The ‘Great Resignation’, also known as the ‘Big Quit’ has been happening since Spring 2021. Basically, millions of workers have been leaving their jobs, creating a huge surge of open positions. This is something that’s been happening mainly across the United States.

This mass Resignation has become a serious issue for many businesses, with August setting an all-time record for the number of people leaving their jobs. To be exact, 4.3 million people quit in August, which equals 3% of the US workforce.

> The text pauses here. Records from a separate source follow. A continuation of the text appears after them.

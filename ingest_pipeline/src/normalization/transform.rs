// /////////////////////////////////////////////////////////////////////////////
// Optimized Adaptive Pipeline RS
// Copyright (c) 2025 Michael Gardner, A Bit of Help, Inc.
// SPDX-License-Identifier: BSD-3-Clause
// See LICENSE file in the project root.
// /////////////////////////////////////////////////////////////////////////////

//! Text transforms used by the normalization stage: Unicode form
//! conversion, accent stripping, quote standardization. Grounded in
//! `original_source/rag_framework/steps/step_07_normalization.py`'s
//! `_normalize_text`, ported onto `unicode-normalization` instead of
//! Python's `unicodedata`.

use unicode_normalization::char::is_combining_mark;
use unicode_normalization::UnicodeNormalization;

/// Applies the Unicode normalization form named in config (`NFC`, `NFKC`,
/// `NFD`, or `NFKD`); `None` leaves the text untouched.
pub fn apply_unicode_form(text: &str, form: Option<&str>) -> String {
    match form {
        Some("NFC") => text.nfc().collect(),
        Some("NFKC") => text.nfkc().collect(),
        Some("NFD") => text.nfd().collect(),
        Some("NFKD") => text.nfkd().collect(),
        _ => text.to_string(),
    }
}

/// Decomposes accented characters and drops the combining marks, mirroring
/// the Python step's `NFD` + `category(char) != "Mn"` filter.
pub fn strip_accents(text: &str) -> String {
    text.nfd().filter(|c| !is_combining_mark(*c)).collect()
}

/// Collapses curly/guillemet double quotes to `"` and curly single quotes
/// to `'`.
pub fn standardize_quotes(text: &str) -> String {
    text.chars()
        .map(|c| match c {
            '\u{201C}' | '\u{201D}' | '\u{00AB}' | '\u{00BB}' => '"',
            '\u{2018}' | '\u{2019}' => '\'',
            other => other,
        })
        .collect()
}

#[cfg(test)]
mod tests {
    use super::*;

    #[test]
    fn nfc_composes_combining_sequences() {
        let decomposed = "e\u{0301}";
        assert_eq!(apply_unicode_form(decomposed, Some("NFC")), "\u{00E9}");
    }

    #[test]
    fn strip_accents_removes_diacritics() {
        assert_eq!(strip_accents("café"), "cafe");
    }

    #[test]
    fn standardize_quotes_normalizes_curly_and_guillemets() {
        assert_eq!(standardize_quotes("\u{201C}hello\u{201D} \u{00AB}world\u{00BB}"), "\"hello\" \"world\"");
        assert_eq!(standardize_quotes("it\u{2019}s"), "it's");
    }
}
// /////////////////////////////////////////////////////////////////////////////
// Optimized Adaptive Pipeline RS
// Copyright (c) 2025 Michael Gardner, A Bit of Help, Inc.
// SPDX-License-Identifier: BSD-3-Clause
// See LICENSE file in the project root.
// /////////////////////////////////////////////////////////////////////////////

//! The pgvector backend, a table in an existing PostgreSQL database
//! with the `vector` extension enabled. Grounded in
//! `original_source/rag_framework/steps/step_08_vector_storage.py`'s
//! `_store_pgvector` (extension/table/index creation, `ON CONFLICT`
//! upsert, delete-by-filename). This crate has no `pgvector` Rust crate in
//! its dependency stack, so the embedding is bound as a bracketed literal
//! and cast to `vector` in SQL rather than via a typed bind.

use ingest_domain::services::{VectorRecord, VectorStore};
use ingest_domain::value_objects::DistanceMetric;
use ingest_domain::{entities::StorageReport, IngestError};
use sqlx::PgPool;

#[derive(Debug, Clone)]
pub struct PgVectorStore {
    pool: PgPool,
    table_prefix: String,
}

impl PgVectorStore {
    pub async fn connect(connection_string: &str, table_prefix: impl Into<String>) -> Result<Self, IngestError> {
        let pool = PgPool::connect(connection_string)
            .await
            .map_err(|e| IngestError::VectorStore(format!("pgvector connection failed: {e}")))?;
        Ok(Self { pool, table_prefix: table_prefix.into() })
    }

    fn table_name(&self, collection: &str) -> String {
        format!("{}{collection}", self.table_prefix)
    }

    fn operator(metric: DistanceMetric) -> &'static str {
        match metric {
            DistanceMetric::Cosine => "<=>",
            DistanceMetric::L2 => "<->",
            DistanceMetric::InnerProduct => "<#>",
        }
    }

    fn embedding_literal(embedding: &[f32]) -> String {
        let values: Vec<String> = embedding.iter().map(|v| v.to_string()).collect();
        format!("[{}]", values.join(","))
    }
}

#[async_trait::async_trait]
impl VectorStore for PgVectorStore {
    fn provider_name(&self) -> &str {
        "pgvector"
    }

    async fn open(&self, collection: &str, dimensions: usize, metric: DistanceMetric) -> Result<(), IngestError> {
        let table = self.table_name(collection);
        sqlx::query("CREATE EXTENSION IF NOT EXISTS vector")
            .execute(&self.pool)
            .await
            .map_err(|e| IngestError::VectorStore(format!("pgvector extension setup failed: {e}")))?;

        let create = format!(
            "CREATE TABLE IF NOT EXISTS {table} (\
                id TEXT PRIMARY KEY, \
                embedding vector({dimensions}), \
                content TEXT, \
                metadata JSONB, \
                source_file TEXT, \
                created_at TIMESTAMPTZ DEFAULT now())"
        );
        sqlx::query(&create)
            .execute(&self.pool)
            .await
            .map_err(|e| IngestError::VectorStore(format!("pgvector table creation failed: {e}")))?;

        let index = format!(
            "CREATE INDEX IF NOT EXISTS {table}_embedding_idx ON {table} \
                USING ivfflat (embedding {}) WITH (lists = 100)",
            Self::operator(metric)
        );
        sqlx::query(&index)
            .execute(&self.pool)
            .await
            .map_err(|e| IngestError::VectorStore(format!("pgvector index creation failed: {e}")))?;
        Ok(())
    }

    async fn delete_by_source(&self, collection: &str, file_name: &str) -> Result<u64, IngestError> {
        let table = self.table_name(collection);
        let result = sqlx::query(&format!("DELETE FROM {table} WHERE source_file = $1"))
            .bind(file_name)
            .execute(&self.pool)
            .await
            .map_err(|e| IngestError::VectorStore(format!("pgvector delete failed: {e}")))?;
        Ok(result.rows_affected())
    }

    async fn upsert_batch(&self, collection: &str, records: &[VectorRecord]) -> Result<u64, IngestError> {
        if records.is_empty() {
            return Ok(0);
        }
        let table = self.table_name(collection);
        let mut stored = 0u64;
        for record in records {
            let metadata = serde_json::to_value(&record.metadata)
                .map_err(|e| IngestError::VectorStore(format!("pgvector metadata encoding failed: {e}")))?;
            let embedding_literal = Self::embedding_literal(&record.embedding);
            let query = format!(
                "INSERT INTO {table} (id, embedding, content, metadata, source_file) \
                    VALUES ($1, $2::vector, $3, $4, $5) \
                    ON CONFLICT (id) DO UPDATE SET \
                    embedding = EXCLUDED.embedding, content = EXCLUDED.content, \
                    metadata = EXCLUDED.metadata, source_file = EXCLUDED.source_file"
            );
            sqlx::query(&query)
                .bind(&record.id)
                .bind(&embedding_literal)
                .bind(&record.text)
                .bind(&metadata)
                .bind(&record.source_file)
                .execute(&self.pool)
                .await
                .map_err(|e| IngestError::VectorStore(format!("pgvector upsert failed for {}: {e}", record.id)))?;
            stored += 1;
        }
        Ok(stored)
    }

    async fn report(&self, collection: &str) -> Result<StorageReport, IngestError> {
        let table = self.table_name(collection);
        let count: (i64,) = sqlx::query_as(&format!("SELECT COUNT(*) FROM {table}"))
            .fetch_one(&self.pool)
            .await
            .map_err(|e| IngestError::VectorStore(format!("pgvector count failed: {e}")))?;
        let mut report = StorageReport::empty("pgvector", collection, DistanceMetric::Cosine);
        report.stored_count = count.0.max(0) as u64;
        Ok(report)
    }
}
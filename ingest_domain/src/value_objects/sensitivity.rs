// /////////////////////////////////////////////////////////////////////////////
// Optimized Adaptive Pipeline RS
// Copyright (c) 2025 Michael Gardner, A Bit of Help, Inc.
// SPDX-License-Identifier: BSD-3-Clause
// See LICENSE file in the project root.
// /////////////////////////////////////////////////////////////////////////////

//! Sensitivity classification attached to enriched chunks.

use serde::{Deserialize, Serialize};
use std::fmt::{self, Display};
use std::str::FromStr;

#[derive(Debug, Clone, Copy, Eq, PartialEq, Serialize, Deserialize)]
#[serde(rename_all = "lowercase")]
pub enum Sensitivity {
    Public,
    Interne,
    Confidentiel,
    Secret,
}

impl Sensitivity {
    pub const ALL: [Sensitivity; 4] = [
        Sensitivity::Public,
        Sensitivity::Interne,
        Sensitivity::Confidentiel,
        Sensitivity::Secret,
    ];

    pub fn as_str(&self) -> &'static str {
        match self {
            Sensitivity::Public => "public",
            Sensitivity::Interne => "interne",
            Sensitivity::Confidentiel => "confidentiel",
            Sensitivity::Secret => "secret",
        }
    }
}

impl Display for Sensitivity {
    fn fmt(&self, f: &mut fmt::Formatter<'_>) -> fmt::Result {
        write!(f, "{}", self.as_str())
    }
}

impl FromStr for Sensitivity {
    type Err = String;

    fn from_str(s: &str) -> Result<Self, Self::Err> {
        match s.trim().to_lowercase().as_str() {
            "public" => Ok(Sensitivity::Public),
            "interne" => Ok(Sensitivity::Interne),
            "confidentiel" => Ok(Sensitivity::Confidentiel),
            "secret" => Ok(Sensitivity::Secret),
            other => Err(format!("unknown sensitivity '{other}'")),
        }
    }
}

#[cfg(test)]
mod tests {
    use super::*;

    #[test]
    fn parses_first_token_case_insensitively() {
        assert_eq!("Secret".parse::<Sensitivity>().unwrap(), Sensitivity::Secret);
        assert!("nope".parse::<Sensitivity>().is_err());
    }
}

The Bureau of Labor Statistics has noticed “quits”, as they call them, rising across all industries. And this doesn’t seem to be slowing down any time soon.

So, what exactly is going on here?

the Great Resignation statistics

Source

What is the Great Resignation All About?

There are a couple of reasons behind the Great Resignation. The main driving force seems to come from what workers experienced during the pandemic. Pre-pandemic, workers were generally happy with the way things operated, but after the pandemic, many reassessed their work-life balance.

With the whole world shifting to remote work, people discovered a new level of flexibility in their work schedules. This lead millions to quit their jobs to focus on new types of career opportunities and a new work-life balance.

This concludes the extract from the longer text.